A porta se abriu e Yaping, antigo companheiro de Daming nas brigas, entrou: “Irmão Long, chamou?”
“Sente-se.” Liu Baolong acenou displicente.
“Na sua frente, eu não ouso me sentar. Diga o que precisa.” Yaping permaneceu de pé.
“No dia em que o Daming teve o acidente, você estava com ele na Sanhe, não é?”
“Sim, estava.”
“Conte-me tudo o que aconteceu naquele dia.”
Yaping não escondeu nada e relatou os fatos.
Após ouvir, Liu Baolong franziu a testa por alguns segundos: “Então, o Daming não chamou o Li Chao, mas ele apareceu depois que vocês foram pegos?”
“Exatamente! Se não fosse por ele, que apareceu com explosivos para nos salvar, todos teríamos nos dado mal.”
“Daming se feriu no carro?”
Yaping recordou: “Sim! Ficamos presos, e Yang Dong bateu várias vezes na cabeça do Daming com uma picareta pela janela. Depois, um homem alto tomou a arma do Daming e bateu com a coronha na cabeça dele. Ele já mal conseguia ficar em pé.”

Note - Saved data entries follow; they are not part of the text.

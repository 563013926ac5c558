use std::fmt::Display;

use serde::{Deserialize, Serialize};

use crate::network::node::NodeId;

/// Interface cost of a single link direction. OSPF-style, always >= 1.
pub type LinkCost = u32;

/// A validated bidirectional link between two routers.
///
/// `cost` applies in the a -> b direction, `reverse_cost` in b -> a. Without a
/// reverse cost the link is symmetric.
#[derive(Debug, Clone, PartialEq, Eq, Serialize, Deserialize)]
pub struct Link {
    pub a: NodeId,
    pub b: NodeId,
    pub cost: LinkCost,
    #[serde(default, skip_serializing_if = "Option::is_none")]
    pub reverse_cost: Option<LinkCost>,
}

impl Link {
    pub fn new(a: impl Into<NodeId>, b: impl Into<NodeId>, cost: LinkCost) -> Self {
        Self {
            a: a.into(),
            b: b.into(),
            cost,
            reverse_cost: None,
        }
    }

    pub fn asymmetric(
        a: impl Into<NodeId>,
        b: impl Into<NodeId>,
        cost: LinkCost,
        reverse_cost: LinkCost,
    ) -> Self {
        Self {
            a: a.into(),
            b: b.into(),
            cost,
            reverse_cost: Some(reverse_cost),
        }
    }

    pub fn is_symmetric(&self) -> bool {
        self.reverse_cost.is_none_or(|reverse| reverse == self.cost)
    }

    /// Cost seen by `from` when sending across this link, `None` if `from` is not an endpoint.
    pub fn cost_from(&self, from: &NodeId) -> Option<LinkCost> {
        if *from == self.a {
            Some(self.cost)
        } else if *from == self.b {
            Some(self.reverse_cost.unwrap_or(self.cost))
        } else {
            None
        }
    }

    /// The endpoint opposite to `node`.
    pub fn peer_of(&self, node: &NodeId) -> Option<&NodeId> {
        if *node == self.a {
            Some(&self.b)
        } else if *node == self.b {
            Some(&self.a)
        } else {
            None
        }
    }

    pub fn endpoints(&self) -> (&NodeId, &NodeId) {
        (&self.a, &self.b)
    }
}

impl Display for Link {
    fn fmt(&self, f: &mut std::fmt::Formatter<'_>) -> std::fmt::Result {
        match self.reverse_cost {
            Some(reverse) if reverse != self.cost => {
                write!(f, "{} <-> {} ({}/{})", self.a, self.b, self.cost, reverse)
            }
            _ => write!(f, "{} <-> {} ({})", self.a, self.b, self.cost),
        }
    }
}

/// Unvalidated link as it arrives from a topology file.
///
/// Costs are signed on purpose so that a negative cost is reported as a configuration
/// error naming the link instead of an opaque deserialization failure.
#[derive(Debug, Clone, PartialEq, Eq, Serialize, Deserialize)]
pub struct LinkSpec {
    pub a: String,
    pub b: String,
    pub cost: i64,
    #[serde(default, skip_serializing_if = "Option::is_none")]
    pub reverse_cost: Option<i64>,
}

impl LinkSpec {
    pub fn new(a: impl Into<String>, b: impl Into<String>, cost: i64) -> Self {
        Self {
            a: a.into(),
            b: b.into(),
            cost,
            reverse_cost: None,
        }
    }

    /// Human readable name used in error messages.
    pub fn label(&self) -> String {
        format!("{}-{}", self.a, self.b)
    }
}

impl From<&Link> for LinkSpec {
    fn from(link: &Link) -> Self {
        Self {
            a: link.a.to_string(),
            b: link.b.to_string(),
            cost: i64::from(link.cost),
            reverse_cost: link.reverse_cost.map(i64::from),
        }
    }
}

“Certo, pode ir. E não comente com ninguém sobre esta conversa.”
“Entendido!”
Yaping saiu, e Liu Baolong, pensativo, pegou o telefone e ligou: “Alô, doutor Wu? Gostaria de consultar algo. Se alguém leva uma pancada forte na cabeça, permanece consciente, mas depois morre repentinamente, isso é possível do ponto de vista médico?”